Angioinvasion was detected in 38% of cases in our series. It was associated with high tumor stage and grade, and proved to be the strongest predictor of poor patient outcome. Comparable observations have been made by other groups detecting vascular invasion in 25–47% of cases with prognostic impact both in univariate14, 17, 22, 38 and multivariate23, 24, 29 analyses. Owing to the large sample size, we were able to demonstrate that the prognostic impact of vascular invasion increases with increasing pT classification and grade, as has recently been reported for bladder cancer.39 Thus, in our series, the presence of lymph and/or blood vessel invasion doubled the progression rate in pT1–pT2 and/or low-grade cancers, while it quadrupled the progression rate in pT3 and/or high-grade cancers. More than 90% of pT3 UCs and more than 80% of high-grade UCs showing vascular invasion developed metastatic disease, rendering affected patients as ideal candidates for systemic adjuvant cancer therapy.

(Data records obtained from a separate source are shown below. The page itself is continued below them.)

//! Common fixtures for workflow tests

#![allow(dead_code)]

use dipa::normalize::cli::OutputFormat;
use dipa::normalize::workflow::{ConfigOverrides, WorkflowConfig};
use std::fs;
use std::path::{Path, PathBuf};

pub const SITE_TABLE: &str = "PROJECT,SITE,ID,SPD\n\
Study,north,n1,images/n1_spd.nii.gz\n\
Study,north,n2,images/n2_spd.nii.gz\n\
Study,south,s1,/archive/s1_spd.nii.gz\n";

/// Write `contents` to `name` inside `dir`
pub fn write_file(dir: &Path, name: &str, contents: &str) -> PathBuf {
    let path = dir.join(name);
    fs::write(&path, contents).unwrap();
    path
}

pub fn workflow_config(input: PathBuf, output_dir: PathBuf) -> WorkflowConfig {
    WorkflowConfig {
        input,
        output_dir,
        config_file: None,
        overrides: ConfigOverrides {
            rigid: Some(1),
            affine: Some(1),
            diffeomorphic: Some(1),
            ..Default::default()
        },
        format: OutputFormat::Yaml,
        site: "local".to_string(),
    }
}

In conclusion, high pT classification and presence of vascular invasion proved to be the only independent prognostic factors with respect to metastasis-free survival in patients with upper urinary tract UC. The negative influence of vascular invasion on patient outcome was strikingly strong in high pT classification and high-grade cancers. Presence (or absence) of vascular invasion should be commented on separately in the pathology report. The recent two-tiered grading system only just missed independent influence on patient outcome. It may be superior to the WHO 1973 system with respect to the identification of patients at high risk for failure. However, further studies including bladder cancer cases are necessary to clarify this issue.